Lead Counsel to Mazi Nnamdi Kanu, leader of the Indigenous People Of Biafra IPOB Sir Ifeanyi Ejiofor, has accused supporters of Simon Ekpa of using the Monday sit-at-home order in the South East to create fear on the people.
Ejiofor in an interview with journalists in Awka, Anambra State on Tuesday, said the order lacks legitimacy or authority and blamed the supporter of Simon Ekpa of enforcing the order.
Governor Chuwkuma Soludo had on Monday, closed down Onitsha Main Market in Anambra State for one week, to punish the traders for observing the sit-at-home order.
According to Ejiofor, the issue of sit at home has been laid to rest, stating that any person or group of persons trying to enforce the order is merely cashing in on the fear already created to rip off the general public.
“Instead, it was a criminal resurrection of a dead directive, hijacked, grotesquely distorted, and violently enforced by lawless elements led by Simon Ekpa, who thrive not on principle but on fear, extortion, and bloodshed”
“For the avoidance of doubt, and for the benefit of those who persist in convenient amnesia, the sit-at-home was formally, expressly, and unequivocally cancelled by the global peaceful movement, Indigenous People of Biafra (IPOB).
“That cancellation was neither implied nor tentative; it was categorical.
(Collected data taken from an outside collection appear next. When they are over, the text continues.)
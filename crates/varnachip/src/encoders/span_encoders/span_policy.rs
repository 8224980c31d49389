//! # Policy Trait for chunk encoding.

use crate::{types::TokenType, vocab::MergeVocab};

/// The chunk encoding policy for [`crate::encoders::MergeVocabEncoder`].
pub trait SpanPolicy<T: TokenType>: Default + Clone + Send + Sync {
    /// Encodes a single chunk span to tokens.
    ///
    /// ## Arguments
    /// * `vocab` - The merge vocabulary.
    /// * `span` - The byte span to encode.
    /// * `tokens` - The target token buffer to append to.
    fn encode_append_span(
        &self,
        vocab: &MergeVocab<T>,
        span: &[u8],
        tokens: &mut Vec<T>,
    );
}
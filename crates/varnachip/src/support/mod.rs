//! # Support Utilities

pub mod strings;
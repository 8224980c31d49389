//! # Token Spans

use core::ops::Range;

/// A token, with the source text it covers.
///
/// Used by presentation layers to show how text was tokenized.
#[derive(Debug, Clone, PartialEq, Eq, Hash)]
pub struct TokenSpan<T> {
    /// The token.
    pub token: T,

    /// The lossy UTF-8 rendering of the token's bytes.
    ///
    /// Tokens which split a multi-byte character render with `U+FFFD`.
    pub text: String,

    /// The byte range of the token in the source text.
    pub range: Range<usize>,
}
From that moment, the directive ceased to exist in law, in logic, and in moral persuasion
“What followed thereafter was not civil disobedience, not political protest, and certainly not ideological resistance,” he contended.
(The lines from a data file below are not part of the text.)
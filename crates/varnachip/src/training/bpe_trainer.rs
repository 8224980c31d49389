//! # Vocab Trainer

use core::cmp::{Ordering, Reverse};
use std::time::{Duration, Instant};

use compact_str::CompactString;
use dary_heap::OctonaryHeap;

use crate::{
    errors::{VCResult, VarnachipError},
    segmentation::{SegmentationConfig, TextSegmentor},
    training::{
        CountType,
        StringChunkType,
        train_metrics::{StopReason, TrainingMetrics},
        utility::{PairIndexMap, PairSpanIndex, TextSpanCounter, TextSpanCounterOptions, TokenSpanBuf},
    },
    types::{Pair, TokenType, VCHashMap, VCHashSet},
    vocab::{
        MergeVocab,
        UnifiedTokenVocab,
        byte_tokens::{U8_SIZE, try_vocab_size},
    },
};

/// The default minimum pair frequency.
pub const DEFAULT_MIN_FREQUENCY: usize = 2;

/// Options for [`BinaryPairVocabTrainer`].
#[derive(Debug, Clone, PartialEq)]
pub struct BinaryPairVocabTrainerOptions {
    /// The segmentation used for chunking.
    pub segmentation: SegmentationConfig,

    /// The target vocab size.
    pub vocab_size: usize,

    /// Pairs seen fewer times than this are never merged.
    pub min_frequency: usize,

    /// Optional ceiling on the number of merges.
    pub max_merges: Option<usize>,

    /// Optional ceiling on the merge loop wall time.
    pub max_duration: Option<Duration>,
}

impl BinaryPairVocabTrainerOptions {
    /// Create new options.
    ///
    /// ## Arguments
    /// * `segmentation` - The segmentation config.
    /// * `vocab_size` - The target vocabulary size.
    ///
    /// ## Returns
    /// A new `BinaryPairVocabTrainerOptions` instance.
    pub fn new(
        segmentation: SegmentationConfig,
        vocab_size: usize,
    ) -> Self {
        Self {
            segmentation,
            vocab_size,
            min_frequency: DEFAULT_MIN_FREQUENCY,
            max_merges: None,
            max_duration: None,
        }
    }

    /// Sets the vocab size.
    ///
    /// ## Arguments
    /// * `vocab_size` - The desired vocabulary size; sizes <= 256 learn no merges.
    ///
    /// ## Returns
    /// The updated `BinaryPairVocabTrainerOptions` instance.
    pub fn with_vocab_size(
        self,
        vocab_size: usize,
    ) -> Self {
        Self { vocab_size, ..self }
    }

    /// Sets the segmentation config.
    pub fn with_segmentation(
        self,
        segmentation: SegmentationConfig,
    ) -> Self {
        Self {
            segmentation,
            ..self
        }
    }

    /// Sets the minimum pair frequency; must be >= 1.
    pub fn with_min_frequency(
        self,
        min_frequency: usize,
    ) -> Self {
        Self {
            min_frequency,
            ..self
        }
    }

    /// Sets the merge count ceiling.
    pub fn with_max_merges(
        self,
        max_merges: Option<usize>,
    ) -> Self {
        Self { max_merges, ..self }
    }

    /// Sets the merge loop wall time ceiling.
    pub fn with_max_duration(
        self,
        max_duration: Option<Duration>,
    ) -> Self {
        Self {
            max_duration,
            ..self
        }
    }

    /// Check the options.
    pub fn validate(&self) -> VCResult<()> {
        if self.min_frequency == 0 {
            return Err(VarnachipError::InvalidConfig(
                "min_frequency must be >= 1".to_string(),
            ));
        }
        self.segmentation.validate()
    }

    /// Initializes a [`BinaryPairVocabTrainer`] from these options.
    ///
    /// ## Returns
    /// A new `BinaryPairVocabTrainer` instance, or an error on invalid options.
    pub fn init<K, C>(self) -> VCResult<BinaryPairVocabTrainer<K, C>>
    where
        K: StringChunkType,
        C: CountType,
    {
        BinaryPairVocabTrainer::new(self)
    }
}

/// Info about a [`Pair`] that could be merged.
#[derive(Debug, Eq)]
pub struct MergeJob<T: TokenType, C: CountType> {
    /// The number of instances of this pair in the corpus.
    pub count: C,

    /// The pair to merge.
    pub pair: Pair<T>,

    /// Word indices that may contain this pair.
    pub word_indices: VCHashSet<usize>,
}

impl<T: TokenType, C: CountType> MergeJob<T, C> {
    /// The job key.
    ///
    /// Max-heap by count; ties go to the lowest `left`, then the lowest `right`.
    pub fn heap_key(&self) -> (C, Reverse<Pair<T>>) {
        (self.count, Reverse(self.pair))
    }
}

impl<T: TokenType, C: CountType> PartialEq for MergeJob<T, C> {
    fn eq(
        &self,
        other: &Self,
    ) -> bool {
        self.heap_key() == other.heap_key()
    }
}

impl<T: TokenType, C: CountType> PartialOrd for MergeJob<T, C> {
    fn partial_cmp(
        &self,
        other: &Self,
    ) -> Option<Ordering> {
        Some(self.cmp(other))
    }
}

impl<T: TokenType, C: CountType> Ord for MergeJob<T, C> {
    fn cmp(
        &self,
        other: &Self,
    ) -> Ordering {
        self.heap_key().cmp(&other.heap_key())
    }
}

/// Trained vocabulary and run statistics.
#[derive(Debug, Clone)]
pub struct TrainResults<T: TokenType> {
    /// The trained vocabulary.
    pub vocab: UnifiedTokenVocab<T>,

    /// The run statistics.
    pub metrics: TrainingMetrics,
}

/// Trainer for learning binary pair encodings.
///
/// # Parameters
/// * `K` - the type used to store strings in the chunk counts.
/// * `C` - the type used to store counts in the chunk counts.
pub struct BinaryPairVocabTrainer<K = CompactString, C = u32>
where
    K: StringChunkType,
    C: CountType,
{
    /// Trainer options.
    pub options: BinaryPairVocabTrainerOptions,

    /// The text span counter.
    pub span_counter: TextSpanCounter<K, C>,
}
Ejiofor insisted that it has been an opportunity for miscreants to unleash, but not under the directives or orders of IPOB.
“It bears repeating: this violence is not a continuation of any IPOB policy. It is a parasitic enterprise, feeding of intimidation, coercion, and the deliberate manufacture of terror among innocent citizens. My position has therefore never wavered.
“I have consistently maintained that the continued enforcement of a directive that no longer exists, kept alive solely through threats , rests on no ideological premise, no legal footing, and certainly no moral authority,” he said.
Ejiofor however, condemned the decision by the Anambra State government to shut down the Onitsha Main Market, arguing that “collective punishment of traders and law-abiding citizens, who are themselves hostages of fear (is) neither strategic nor just.
According to him, “Security governance, if it is to deserve the name, must be precise, intelligence-driven, and squarely targeted at the actual architects and executors of violence.”
He added that to shutdown an entire economic nerve centre in response to criminal threats is to punish productivity while emboldening lawlessness.
He accused the Anambra State government of “legitimising the tactics of violent actors while penalising innocent enterprise.”